Jason Zucker has been in a bit of a slump for the Pittsburgh Penguins recently, but he is capable of more.
There are a lot of reasons for optimism with the Pittsburgh Penguins right now. They are in a good position in the standings, they are playing well for the most, they have some surprising forward depth, and Jeff Carter has made a strong first impression in his first three games with the team. Not only that, they still have returns for Evgeni Malkin, Brandon Tanev, and Kasperi Kapanen on the horizon for the start of the playoffs.
Are they a legitimate contender? They might be. If not, they are right on the line and ridiculously close to being a legitimate contender.
There is one player, though, that I would love to see a little more from. That player: Jason Zucker.
Zucker is going to be a major X-factor for the stretch run (and even into the playoffs) because he should have more to offer the team offensively.
Overall, his offensive numbers are way down across the board from his normal career averages, and he missed a significant portion of the season due to injury. Since returning to the lineup a little less than a month he only has four points (three goals, one assist) in 10 games.

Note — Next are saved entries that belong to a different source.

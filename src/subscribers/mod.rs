//! # Event subscribers for the controller runtime.
//!
//! This module provides the [`Subscribe`] trait, the [`SubscriberSet`]
//! fan-out, and a built-in [`LogWriter`] for handling runtime events
//! broadcast through the [`Bus`](crate::events::Bus).
//!
//! ## Architecture
//! ```text
//! Event flow:
//!   Worker/Monitor ── publish(Event) ──► Bus ──► controller listener
//!                                                     │
//!                                              SubscriberSet::emit
//!                                          ┌──────────┼──────────┐
//!                                          ▼          ▼          ▼
//!                                      LogWriter   Metrics    Custom ...
//! ```
//!
//! ## Implementing custom subscribers
//! ```rust
//! use async_trait::async_trait;
//! use floodgate::{Event, EventKind, Subscribe};
//!
//! struct FailureCounter;
//!
//! #[async_trait]
//! impl Subscribe for FailureCounter {
//!     async fn on_event(&self, event: &Event) {
//!         if event.kind == EventKind::ProcessFailed {
//!             // increment failure counter
//!         }
//!     }
//! }
//! ```

mod log;
mod set;
mod subscriber;

pub use log::LogWriter;
pub use set::SubscriberSet;
pub use subscriber::Subscribe;
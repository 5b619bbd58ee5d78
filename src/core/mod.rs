//! # Core runtime: workers, pool, monitor, strategy, autoscaler, facade.
//!
//! Components and how they relate:
//! - [`controller`] public facade wiring everything together
//! - [`worker`] the per-worker claim/dispatch loop
//! - [`pool`] worker lifecycle and advisory resizing
//! - [`monitor`] periodic backlog sampling with hysteresis
//! - [`strategy_ctl`] serialized strategy transitions
//! - [`autoscaler`] backlog-driven worker sizing

mod autoscaler;
mod controller;
mod monitor;
mod pool;
mod strategy_ctl;
mod worker;

pub use controller::{BacklogController, ControllerBuilder};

If you go back before the injury, he has just six points (four goals, two assists) in 17 games.
That is not what the Penguins paid a first-round pick and a top prospect for. What has been most concerning recently is that Zucker has looked like a player that has lost some confidence. Before scoring a late goal on Sunday and recording four shots on goal, he had managed just six shots on goal in his previous six games. Even on Sunday he looked really off at times. Specifically on a late second period two-on-one rush where he had a wide open look, pretty much Buffalo giving him a breakaway, where he inexplicably tried to force a pass over to Jeff Carter and telegraphed it the entire way. That is a shot that simply must be taken.
Maybe the goal is something that opens the floodgates a little bit. Maybe it brings back some of that confidence.
It is actually an interesting situation because while Zucker’s individual play has slumped, his newly formed line with Carter and Jared McCann has actually played very, very well.
In 32 minutes together over three games that line has completely controlled the pace of play. They own a 71 percent share of the total shot attempts, have dominated the scoring chance numbers, and already contributed a pair of goals. Carter has looked great and like a constant threat, while McCann has become one of the Penguins hottest goal scorers in recent weeks. There is a lot to like about that line and the way it has played.
Even with that, you still want to see a little more from Zucker because you know he is a better player than that.
If the Penguins can get that, it definitely makes their forward group that much deeper and that much stronger. I don’t expect 30-35 goals or 80 points over an 82-game pace here. And the Penguins do not need that for him to be an effective player. And while seven goals in 27 games is a respectable number for a top-six forward (it is basically 20 goals over 82 games) it is concerning that he is doing it while averaging just a little over 1.5 shots on goal per game. That is a career-low number for him, especially as it trends in the wrong direction in recent weeks.
Is it just a slump? Is it him still working his way back from a major injury that looked significantly worse than it turned out to be? (I am actually surprised he came back as quickly as he did given how bad it looked initially). Or is it the sign of a 29-year-old winger starting to slow down a little?
The latter is probably a premature overreaction. So hopefully it is just one of the first two and a bounce-back performance is ahead. Because if the Penguins can get the version of Zucker that they traded for a year ago that is going to be a major boost to the lineup and could give them a forward group that is as good as any that they have had since the 2017 Stanley Cup year.